» Exercise description
Write down exactly the lines of the records below, beginning with the first and ending with the line that includes "pub fn open(path: &Path, sync_strategy: WalSyncStrategy)".

[Dataset entries]
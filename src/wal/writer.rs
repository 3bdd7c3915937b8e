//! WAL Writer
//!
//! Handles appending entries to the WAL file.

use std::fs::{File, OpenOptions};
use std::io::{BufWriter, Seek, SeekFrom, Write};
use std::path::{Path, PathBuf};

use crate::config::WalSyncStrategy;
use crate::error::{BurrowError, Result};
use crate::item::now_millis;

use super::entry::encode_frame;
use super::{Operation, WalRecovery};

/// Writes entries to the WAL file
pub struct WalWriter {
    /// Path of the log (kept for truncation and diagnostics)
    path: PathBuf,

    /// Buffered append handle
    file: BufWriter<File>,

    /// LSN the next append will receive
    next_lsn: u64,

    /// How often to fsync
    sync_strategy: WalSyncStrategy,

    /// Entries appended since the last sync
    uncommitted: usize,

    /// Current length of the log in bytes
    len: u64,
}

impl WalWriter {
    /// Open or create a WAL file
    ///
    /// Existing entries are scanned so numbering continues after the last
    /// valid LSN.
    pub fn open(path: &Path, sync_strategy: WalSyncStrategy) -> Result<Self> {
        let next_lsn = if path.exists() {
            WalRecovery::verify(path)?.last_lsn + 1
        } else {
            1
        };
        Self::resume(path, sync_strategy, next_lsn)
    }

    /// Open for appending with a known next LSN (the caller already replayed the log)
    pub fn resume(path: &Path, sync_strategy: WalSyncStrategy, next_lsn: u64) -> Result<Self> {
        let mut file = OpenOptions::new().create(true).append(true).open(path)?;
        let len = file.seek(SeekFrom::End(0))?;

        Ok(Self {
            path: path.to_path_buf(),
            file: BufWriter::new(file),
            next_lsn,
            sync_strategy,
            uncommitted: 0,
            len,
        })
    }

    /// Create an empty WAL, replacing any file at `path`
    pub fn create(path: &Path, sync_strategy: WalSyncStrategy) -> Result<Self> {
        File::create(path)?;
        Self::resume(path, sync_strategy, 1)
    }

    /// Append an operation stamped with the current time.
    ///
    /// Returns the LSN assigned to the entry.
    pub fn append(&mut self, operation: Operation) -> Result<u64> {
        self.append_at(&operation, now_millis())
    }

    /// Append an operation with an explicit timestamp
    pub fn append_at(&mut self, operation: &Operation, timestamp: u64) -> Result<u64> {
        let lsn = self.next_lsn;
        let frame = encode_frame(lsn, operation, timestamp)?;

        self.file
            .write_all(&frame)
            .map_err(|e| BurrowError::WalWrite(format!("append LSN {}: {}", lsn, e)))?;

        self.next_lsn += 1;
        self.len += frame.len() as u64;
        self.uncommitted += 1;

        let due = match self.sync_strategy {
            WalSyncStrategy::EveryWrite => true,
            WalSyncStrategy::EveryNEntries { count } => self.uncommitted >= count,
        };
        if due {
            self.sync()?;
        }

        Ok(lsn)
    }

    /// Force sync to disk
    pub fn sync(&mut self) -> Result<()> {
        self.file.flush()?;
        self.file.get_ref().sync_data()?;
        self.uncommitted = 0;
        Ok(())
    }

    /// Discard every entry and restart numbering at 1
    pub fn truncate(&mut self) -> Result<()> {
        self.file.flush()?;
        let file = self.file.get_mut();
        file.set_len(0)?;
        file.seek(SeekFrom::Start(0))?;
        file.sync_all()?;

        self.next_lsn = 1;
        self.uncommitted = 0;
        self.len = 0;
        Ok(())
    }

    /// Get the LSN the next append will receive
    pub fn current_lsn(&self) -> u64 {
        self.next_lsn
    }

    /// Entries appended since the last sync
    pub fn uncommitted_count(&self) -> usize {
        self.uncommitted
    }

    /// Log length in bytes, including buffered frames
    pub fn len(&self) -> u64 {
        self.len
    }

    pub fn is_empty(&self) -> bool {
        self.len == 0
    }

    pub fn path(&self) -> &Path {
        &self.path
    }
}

» Result of the task
filename src/wal/writer.rs
repository 3bdd7c3915937b8e
//! WAL Writer
//!
//! Handles appending entries to the WAL file.

use std::fs::{File, OpenOptions};
use std::io::{BufWriter, Seek, SeekFrom, Write};
use std::path::{Path, PathBuf};

use crate::config::WalSyncStrategy;
use crate::error::{BurrowError, Result};
use crate::item::now_millis;

use super::entry::encode_frame;
use super::{Operation, WalRecovery};

/// Writes entries to the WAL file
pub struct WalWriter {
    /// Path of the log (kept for truncation and diagnostics)
    path: PathBuf,

    /// Buffered append handle
    file: BufWriter<File>,

    /// LSN the next append will receive
    next_lsn: u64,

    /// How often to fsync
    sync_strategy: WalSyncStrategy,

    /// Entries appended since the last sync
    uncommitted: usize,

    /// Current length of the log in bytes
    len: u64,
}

impl WalWriter {
    /// Open or create a WAL file
    ///
    /// Existing entries are scanned so numbering continues after the last
    /// valid LSN.
    pub fn open(path: &Path, sync_strategy: WalSyncStrategy) -> Result<Self> {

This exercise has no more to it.